Frequentando il Santo, l’ammirazione di padre Eusebio per il Padre crebbe sempre di più. Anche padre Pio da parte sua capì ben presto la sincera benevolenza di quel giovane frate e si affezionò sempre di più a lui; quando poi, oltre ad essere il segretario per la lingua inglese, padre Eusebio divenne, per richiesta dello stesso padre Pio, il suo assistente personale, si creò tra i due un rapporto di intesa e di amicizia unico, ben descritto nelle pagine autobiografiche di padre Eusebio. I due erano l’uno per l’altro sostegno e consolazione, al punto che se padre Eusebio impazziva di gioia nello stare accanto al suo Padre Spirituale, anche padre Pio si sentiva sicuro e sereno per la presenza di padre Eusebio e si turbava se, per qualche impegno, doveva allontanarsi per un po’.
In diversi punti padre Eusebio esprime il suo stupore nel vedere quanto padre Pio, abituato a trattare con il Cielo, avesse bisogno anche della sua presenza, delle sue attenzioni, della sua allegria; si stupiva della sua semplice umanità per la quale scherzava familiarmente con lui e altri frati che gli tenevano compagnia. Gli episodi che descrivono l’affiatamento e l’affetto vicendevole fra i due sono innumerevoli; ci piace riportare quello in cui il Padre visse forse l’apice dei suoi dolori, ed ebbe accanto, come vero angelo consolatore, il suo affezionato figlio spirituale.
Racconta padre Eusebio: «La persecuzione [...] contro padre Pio si estese a tutti i frati della Provincia monastica. Volevano disintegrarla. I superiori provinciali furono deposti ed esiliati. I nostri giovani studenti li mandarono a continuare gli studi nelle provincie monastiche limitrofe.
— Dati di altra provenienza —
//! Model gateway: one awaited call that hides token streaming.
//!
//! Callers hand over a `CompletionRequest` and get back the fully accumulated
//! text. The whole call (stream setup plus every token) is bounded by a
//! timeout; on expiry the stream future is dropped, which cancels the
//! underlying HTTP request. The gateway never retries.

use std::sync::Arc;
use std::time::{Duration, Instant};

use tokio_stream::StreamExt;
use tracing::{debug, warn};

use crate::error::LlmError;
use crate::llm::provider::{CompletionRequest, LlmProvider};

/// Default cap on a single model call.
pub const DEFAULT_MODEL_TIMEOUT: Duration = Duration::from_secs(30);

/// Uniform entry point to the configured conversational model.
pub struct ModelGateway {
    provider: Arc<dyn LlmProvider>,
    default_timeout: Duration,
}

impl ModelGateway {
    pub fn new(provider: Arc<dyn LlmProvider>) -> Self {
        Self {
            provider,
            default_timeout: DEFAULT_MODEL_TIMEOUT,
        }
    }

    pub fn with_default_timeout(mut self, timeout: Duration) -> Self {
        self.default_timeout = timeout;
        self
    }

    pub fn provider_name(&self) -> &str {
        self.provider.provider_name()
    }

    pub fn model_name(&self) -> &str {
        self.provider.model_name()
    }

    /// Run a completion and return the concatenated token text.
    pub async fn complete(&self, request: CompletionRequest) -> Result<String, LlmError> {
        let timeout = request.timeout.unwrap_or(self.default_timeout);
        let started = Instant::now();

        let result = tokio::time::timeout(timeout, self.accumulate(request)).await;

        match result {
            Ok(Ok(text)) => {
                debug!(
                    provider = self.provider.provider_name(),
                    chars = text.len(),
                    elapsed_ms = started.elapsed().as_millis() as u64,
                    "Model call complete"
                );
                Ok(text)
            }
            Ok(Err(e)) => {
                warn!(provider = self.provider.provider_name(), error = %e, "Model call failed");
                Err(e)
            }
            Err(_) => {
                warn!(
                    provider = self.provider.provider_name(),
                    timeout_ms = timeout.as_millis() as u64,
                    "Model call timed out"
                );
                Err(LlmError::Timeout {
                    provider: self.provider.provider_name().to_string(),
                    timeout,
                })
            }
        }
    }

    async fn accumulate(&self, request: CompletionRequest) -> Result<String, LlmError> {
        let mut stream = self.provider.stream(request).await?;
        let mut text = String::new();
        while let Some(token) = stream.next().await {
            text.push_str(&token?);
        }
        Ok(text)
    }
}
//! Scripted intake dialogue: classification, state tracking and rewording.

pub mod classifier;
pub mod locks;
pub mod manager;
pub mod prompts;
pub mod rewriter;
pub mod state;

pub use classifier::IntentClassifier;
pub use locks::ConversationLocks;
pub use manager::{DialogueManager, TurnOutcome, UNSUPPORTED_PROCESS};
pub use rewriter::QuestionRewriter;
pub use state::{Conversation, ConversationPhase, MessageRole, StoredMessage};
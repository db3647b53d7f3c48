//! Per-conversation mutual exclusion.

use std::collections::HashMap;
use std::sync::Arc;

use tokio::sync::{Mutex, OwnedMutexGuard};
use uuid::Uuid;

/// Hands out one async lock per conversation id.
///
/// Entries are pruned once no guard or waiter holds them.
#[derive(Default)]
pub struct ConversationLocks {
    locks: Mutex<HashMap<Uuid, Arc<Mutex<()>>>>,
}

impl ConversationLocks {
    pub fn new() -> Self {
        Self::default()
    }

    /// Wait for exclusive access to `id`.
    pub async fn acquire(&self, id: Uuid) -> OwnedMutexGuard<()> {
        let lock = {
            let mut locks = self.locks.lock().await;
            locks.retain(|_, lock| Arc::strong_count(lock) > 1);
            locks.entry(id).or_default().clone()
        };
        lock.lock_owned().await
    }

    #[cfg(test)]
    async fn len(&self) -> usize {
        self.locks.lock().await.len()
    }
}
//! Knowledge item records as they are stored and retrieved.

use serde::{Deserialize, Serialize};

/// One ingested, embedded record.
///
/// The variant tag is the `type` field of the stored payload, so a record is
/// decoded exactly once when it leaves the store.
#[derive(Debug, Clone, PartialEq, Serialize, Deserialize)]
#[serde(tag = "type", rename_all = "snake_case")]
pub enum KnowledgeItem {
    /// Body text of a scraped page.
    Content {
        text: String,
        #[serde(default)]
        summary: String,
        #[serde(default)]
        pdf_links: Vec<String>,
        #[serde(default)]
        source_url: String,
    },
    PdfLink {
        url: String,
        #[serde(default)]
        source_url: String,
    },
    WebLink {
        url: String,
        #[serde(default)]
        source_url: String,
    },
    /// A phone number found on a page, with the text around it.
    PhoneNumber {
        number: String,
        #[serde(default)]
        left_context: String,
        #[serde(default)]
        right_context: String,
        #[serde(default)]
        source_url: String,
    },
}

impl KnowledgeItem {
    pub fn kind(&self) -> KnowledgeKind {
        match self {
            Self::Content { .. } => KnowledgeKind::Content,
            Self::PdfLink { .. } => KnowledgeKind::PdfLink,
            Self::WebLink { .. } => KnowledgeKind::WebLink,
            Self::PhoneNumber { .. } => KnowledgeKind::PhoneNumber,
        }
    }

    pub fn source_url(&self) -> &str {
        match self {
            Self::Content { source_url, .. }
            | Self::PdfLink { source_url, .. }
            | Self::WebLink { source_url, .. }
            | Self::PhoneNumber { source_url, .. } => source_url,
        }
    }

    /// Text fed to the embedder at ingestion time.
    pub fn embedding_text(&self) -> String {
        match self {
            Self::Content { text, summary, .. } => format!("{text} {summary}"),
            Self::PdfLink { url, .. } | Self::WebLink { url, .. } => url.clone(),
            Self::PhoneNumber {
                number,
                left_context,
                right_context,
                ..
            } => format!("{left_context} {number} {right_context}"),
        }
    }
}

/// Discriminant of [`KnowledgeItem`], used for filtered searches.
#[derive(Debug, Clone, Copy, PartialEq, Eq, Hash, Serialize, Deserialize)]
#[serde(rename_all = "snake_case")]
pub enum KnowledgeKind {
    Content,
    PdfLink,
    WebLink,
    PhoneNumber,
}

impl KnowledgeKind {
    pub fn as_str(&self) -> &'static str {
        match self {
            Self::Content => "content",
            Self::PdfLink => "pdf_link",
            Self::WebLink => "web_link",
            Self::PhoneNumber => "phone_number",
        }
    }
}

impl std::fmt::Display for KnowledgeKind {
    fn fmt(&self, f: &mut std::fmt::Formatter<'_>) -> std::fmt::Result {
        f.write_str(self.as_str())
    }
}

/// A search hit with its cosine similarity to the query.
#[derive(Debug, Clone, PartialEq)]
pub struct ScoredItem {
    pub item: KnowledgeItem,
    pub score: f64,
}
Quando la notizia fu comunicata al Padre, poco mancò che non avesse un colpo al cuore. La fede era immensa, ma anche la sofferenza era insopportabile... Ci fu un mesto pellegrinaggio di frati, che venivano a salutare il Padre e a chiedere la benedizione. Era una continua stilettata al cuore. [...]. Qualche sera dopo, in camera, mentre era seduto sulla sua poltrona ed io gli ero di fronte, improvvisamente il Padre scoppiò a piangere, ma un pianto dirotto. Mi precipitai subito vicino, mentre non sapevo neppure io quello che dovevo fare. Lo abbracciai e me lo strinsi forte al petto mentre lui singhiozzando diceva: “Poveri figli miei!... Quanto dovete soffrire... per me...” [...]. Mi commossi anch’io! Ricordo che me lo strinsi ancora più forte al cuore, cercando di balbettare qualche parola insignificante. Quell’abbraccio cordiale durò attimi e fu eterno. Però fu utile al povero Padre, che si calmò e fu utile a me, perché è l’abbraccio che non dimenticherò mai! Una sofferenza tinta di cielo!» (ivi, p. 241).
In Cielo l’abbraccio “cordiale ed eterno” fra padre Pio e padre Eusebio continua senza fine, mentre «nelle lunghe serate dell’eternità – scrive padre Eusebio – ci racconteremo le vicende vissute insieme sulla terra, specialmente quelle che conosciamo solo noi» (ivi, p. 529).